But he also warns that “[if] you think you can simply carry out a frequency analysis on the letters and be able to reconstruct the English or German plain text this way, well, that’s just a waste of time.” Indeed, even a brief look at the text reveals blocks of characters arranged in a very artificial CVCV (consonant-vowel-consonant-vowel) manner. There are also quite a few patterns that are repeated multiple times: here’s a colourized section of the first page, so you can see a bit of what I’m talking about…

book-of-woo-page-1-colourized-cropped

What’s going on here? Well… I’ve had a few brief email exchanges with Oliver recently, so have possibly at least a flicker of an idea. And given that he has already openly flagged both the Voynich Manuscript and my book on it (The Curse of the Voynich) as having been useful (he’s even reused the Voynich’s “T” gallows character in his cipher alphabet), it probably wouldn’t hurt to recap a few Voynich-related observations here. 🙂

The first thing to say about ‘Voynichese’ (the structure that shapes the Voynich Manuscript’s text) is that there seem to be two main schools of thought: (a) that it’s a cipher system that for some reason our statistical toolkits aren’t able to help us much with, and (b) that it’s a real language but we’re too in love with our analyses to see the bleedin’ obvious.

(For the record, I’m in the (a) camp, which means that when I look at a map of all the different types of Voynichese evidence, I want to understand what kind of trick was used to confound all the different statistical tests, rather than throw my hands up in the air and say “Stats, shmats!”.)

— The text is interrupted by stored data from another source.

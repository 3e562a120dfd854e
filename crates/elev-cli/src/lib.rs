//! Library surface of the `elev` command-line tool.
//!
//! The binary's argument parsing and command dispatch live in `main.rs`;
//! everything here is reusable and tested on its own.

pub mod config;
pub mod logging;
pub mod session;
pub mod summary;
//! Terminal tables for the dashboard commands.

use comfy_table::modifiers::{UTF8_ROUND_CORNERS, UTF8_SOLID_INNER_BORDERS};
use comfy_table::presets::UTF8_FULL;
use comfy_table::{Attribute, Cell, CellAlignment, Color, ContentArrangement, Table};

use elev_core::SourceModes;
use elev_model::{
    BullyingRow, DataSourceMode, IndicatorRow, ParticipationRow, SurveyRow, ThemeRow, YearId,
    format_delta, format_percent, format_score,
};
use elev_transform::{
    Benchmark, BullyingBar, DashboardSummary, DetailPage, IndicatorBar, SCORE_CARD_GROUPS,
    ThemeSummary, TrendPoint, trend_keys,
};

const MISSING: &str = "-";

/// How a score card value is printed.
#[derive(Debug, Clone, Copy, PartialEq, Eq)]
enum Measure {
    Score,
    Percent(usize),
}

impl Measure {
    fn format(self, value: f64) -> String {
        match self {
            Self::Score => format_score(value),
            Self::Percent(decimals) => format_percent(value, decimals),
        }
    }
}

/// One-line description of where each context's data came from.
pub fn modes_line(modes: &SourceModes) -> String {
    let mut line = format!(
        "Data: years {}, school {}, national {}",
        modes.years, modes.school, modes.national
    );
    if let Some(comparison) = modes.comparison {
        line.push_str(&format!(", comparison {comparison}"));
    }
    line
}

pub fn years_table(years: &[YearId], mode: DataSourceMode) -> Table {
    let mut table = Table::new();
    table.set_header(vec![header_cell("TidID"), header_cell("School year")]);
    apply_table_style(&mut table);
    for year in years {
        table.add_row(vec![Cell::new(year), Cell::new(year.label())]);
    }
    if years.is_empty() {
        table.add_row(vec![dim_cell(MISSING), dim_cell(format!("none ({mode})"))]);
    }
    table
}

/// Score cards with deltas; comparison columns only when a school is compared.
pub fn summary_table(summary: &DashboardSummary, with_comparison: bool) -> Table {
    let mut header = vec![
        header_cell("Measure"),
        header_cell("School"),
        header_cell("National"),
        header_cell("Δ National"),
    ];
    if with_comparison {
        header.push(header_cell("Comparison"));
        header.push(header_cell("Δ Comparison"));
    }

    let mut table = Table::new();
    table.set_header(header);
    apply_table_style(&mut table);
    for column in 1..if with_comparison { 6 } else { 4 } {
        align_column(&mut table, column, CellAlignment::Right);
    }

    let rows = SCORE_CARD_GROUPS
        .iter()
        .map(|group| (*group, summary.indicator(group), Measure::Score))
        .chain([
            ("Mobbing", summary.bullying, Measure::Percent(1)),
            ("Deltakelse", summary.participation, Measure::Percent(0)),
        ]);
    for (label, bench, measure) in rows {
        table.add_row(benchmark_row(label, &bench, measure, with_comparison));
    }
    table
}

fn benchmark_row(
    label: &str,
    bench: &Benchmark,
    measure: Measure,
    with_comparison: bool,
) -> Vec<Cell> {
    let value = |v: Option<f64>| match v {
        Some(v) => Cell::new(measure.format(v)),
        None => dim_cell(MISSING),
    };
    let mut row = vec![
        Cell::new(label).add_attribute(Attribute::Bold),
        value(bench.school),
        value(bench.national),
        delta_cell(bench.delta_national()),
    ];
    if with_comparison {
        row.push(value(bench.comparison));
        row.push(delta_cell(bench.delta_comparison()));
    }
    row
}

pub fn indicator_bar_table(bars: &[IndicatorBar]) -> Table {
    let mut table = Table::new();
    table.set_header(vec![header_cell("Indikator"), header_cell("Score")]);
    apply_table_style(&mut table);
    align_column(&mut table, 1, CellAlignment::Right);
    for bar in bars {
        table.add_row(vec![Cell::new(&bar.group), Cell::new(format_score(bar.score))]);
    }
    table
}

pub fn theme_summary_table(themes: &[ThemeSummary]) -> Table {
    let mut table = Table::new();
    table.set_header(vec![
        header_cell("Tema"),
        header_cell("Score"),
        header_cell("Besvart"),
    ]);
    apply_table_style(&mut table);
    align_column(&mut table, 1, CellAlignment::Right);
    align_column(&mut table, 2, CellAlignment::Right);
    for theme in themes {
        table.add_row(vec![
            Cell::new(&theme.theme),
            Cell::new(format_score(theme.score)),
            count_cell(theme.answered),
        ]);
    }
    table
}

pub fn bullying_bar_table(bars: &[BullyingBar]) -> Table {
    let mut table = Table::new();
    table.set_header(vec![
        header_cell("Mobbing"),
        header_cell("Andel"),
        header_cell("Besvart"),
    ]);
    apply_table_style(&mut table);
    align_column(&mut table, 1, CellAlignment::Right);
    align_column(&mut table, 2, CellAlignment::Right);
    for bar in bars {
        table.add_row(vec![
            Cell::new(&bar.group),
            Cell::new(format_percent(bar.share, 1)),
            count_cell(bar.answered),
        ]);
    }
    table
}

/// One row per year, one column per series key.
pub fn trend_table(points: &[TrendPoint], measure_is_percent: bool) -> Table {
    let keys = trend_keys(points);
    let measure = if measure_is_percent {
        Measure::Percent(1)
    } else {
        Measure::Score
    };

    let mut header = vec![header_cell("År")];
    header.extend(keys.iter().map(|key| header_cell(key)));
    let mut table = Table::new();
    table.set_header(header);
    apply_table_style(&mut table);
    for column in 1..=keys.len() {
        align_column(&mut table, column, CellAlignment::Right);
    }

    for point in points {
        let mut row = vec![Cell::new(&point.year).add_attribute(Attribute::Bold)];
        row.extend(keys.iter().map(|key| match point.get(key) {
            Some(value) => Cell::new(measure.format(value)),
            None => dim_cell(MISSING),
        }));
        table.add_row(row);
    }
    table
}

pub fn indicator_rows_table(rows: &[IndicatorRow]) -> Table {
    let mut table = Table::new();
    table.set_header(vec![
        header_cell("År"),
        header_cell("Trinn"),
        header_cell("Gruppe"),
        header_cell("Spørsmål"),
        header_cell("Score"),
        header_cell("Std.avvik"),
        header_cell("Besvart"),
    ]);
    apply_table_style(&mut table);
    for index in 4..=6 {
        align_column(&mut table, index, CellAlignment::Right);
    }
    for row in rows {
        table.add_row(vec![
            text_cell(row.year_label()),
            text_cell(row.trinn()),
            text_cell(row.group()),
            text_cell(row.question()),
            score_cell(row.score()),
            deviation_cell(row.standard_deviation()),
            count_cell(row.answered()),
        ]);
    }
    table
}

pub fn theme_rows_table(page: &DetailPage<ThemeRow>) -> Table {
    let mut table = Table::new();
    table.set_header(vec![
        header_cell("År"),
        header_cell("Tema"),
        header_cell("Spørsmål"),
        header_cell("Svar"),
        header_cell("Score"),
        header_cell("Andel"),
    ]);
    apply_table_style(&mut table);
    align_column(&mut table, 4, CellAlignment::Right);
    align_column(&mut table, 5, CellAlignment::Right);
    for row in &page.rows {
        table.add_row(vec![
            text_cell(row.year_label()),
            Cell::new(row.theme_name()),
            text_cell(row.question()),
            text_cell(row.answer_option()),
            score_cell(row.score()),
            percent_cell(row.answer_share(), 1),
        ]);
    }
    table
}

/// Footer for a truncated theme page, e.g. `showing first 200 of 512 rows`.
pub fn truncation_note<T>(page: &DetailPage<T>) -> Option<String> {
    page.is_truncated()
        .then(|| format!("showing first {} of {} rows", page.rows.len(), page.total))
}

pub fn bullying_rows_table(rows: &[BullyingRow]) -> Table {
    let mut table = Table::new();
    table.set_header(vec![
        header_cell("År"),
        header_cell("Trinn"),
        header_cell("Kjønn"),
        header_cell("Spørsmål"),
        header_cell("Andel mobbet"),
        header_cell("Besvart"),
    ]);
    apply_table_style(&mut table);
    align_column(&mut table, 4, CellAlignment::Right);
    align_column(&mut table, 5, CellAlignment::Right);
    for row in rows {
        table.add_row(vec![
            text_cell(row.year_label()),
            text_cell(row.trinn()),
            text_cell(row.kjoenn()),
            text_cell(row.question()),
            percent_cell(row.bullied_share(), 1),
            count_cell(row.answered()),
        ]);
    }
    table
}

pub fn participation_rows_table(rows: &[ParticipationRow]) -> Table {
    let mut table = Table::new();
    table.set_header(vec![
        header_cell("År"),
        header_cell("Trinn"),
        header_cell("Eierform"),
        header_cell("Invitert"),
        header_cell("Besvart"),
        header_cell("Deltakelse"),
    ]);
    apply_table_style(&mut table);
    for column in 3..6 {
        align_column(&mut table, column, CellAlignment::Right);
    }
    for row in rows {
        table.add_row(vec![
            text_cell(row.year_label()),
            text_cell(row.trinn()),
            text_cell(row.ownership()),
            count_cell(row.invited()),
            count_cell(row.answered()),
            percent_cell(row.participation_share(), 0),
        ]);
    }
    table
}

pub fn apply_table_style(table: &mut Table) {
    table
        .load_preset(UTF8_FULL)
        .apply_modifier(UTF8_ROUND_CORNERS)
        .apply_modifier(UTF8_SOLID_INNER_BORDERS)
        .set_content_arrangement(ContentArrangement::Dynamic)
        .set_width(120);
}

fn header_cell(label: &str) -> Cell {
    Cell::new(label)
        .fg(Color::Cyan)
        .add_attribute(Attribute::Bold)
}

fn dim_cell(value: impl ToString) -> Cell {
    Cell::new(value.to_string()).fg(Color::DarkGrey)
}

fn text_cell(value: Option<&str>) -> Cell {
    match value {
        Some(text) => Cell::new(text),
        None => dim_cell(MISSING),
    }
}

fn score_cell(value: Option<f64>) -> Cell {
    value.map_or_else(|| dim_cell(MISSING), |v| Cell::new(format_score(v)))
}

fn percent_cell(value: Option<f64>, decimals: usize) -> Cell {
    value.map_or_else(
        || dim_cell(MISSING),
        |v| Cell::new(format_percent(v, decimals)),
    )
}

fn deviation_cell(value: Option<f64>) -> Cell {
    value.map_or_else(|| dim_cell(MISSING), |v| Cell::new(format!("{v:.2}")))
}

fn count_cell(value: Option<f64>) -> Cell {
    value.map_or_else(|| dim_cell(MISSING), |v| Cell::new(format!("{v:.0}")))
}

fn delta_cell(delta: Option<f64>) -> Cell {
    match delta {
        Some(value) => {
            let color = if value > 0.0 {
                Color::Green
            } else if value < 0.0 {
                Color::Red
            } else {
                Color::Reset
            };
            Cell::new(format_delta(value)).fg(color)
        }
        None => dim_cell(MISSING),
    }
}

fn align_column(table: &mut Table, index: usize, alignment: CellAlignment) {
    if let Some(column) = table.column_mut(index) {
        column.set_cell_alignment(alignment);
    }
}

The second thing to note is that almost all of the Voynich Manuscript is written using a very compact alphabet (roughly 22 characters), whereas The Book of Woo uses something like fifty unique shapes (I haven’t transcribed it yet, but that’s how it looks). What connects them is that they are both very predictable at the character level… up to a point. That is, in some circumstances you can reliably predict what the next character along is going to be, but in other circumstances predictions can be of little use.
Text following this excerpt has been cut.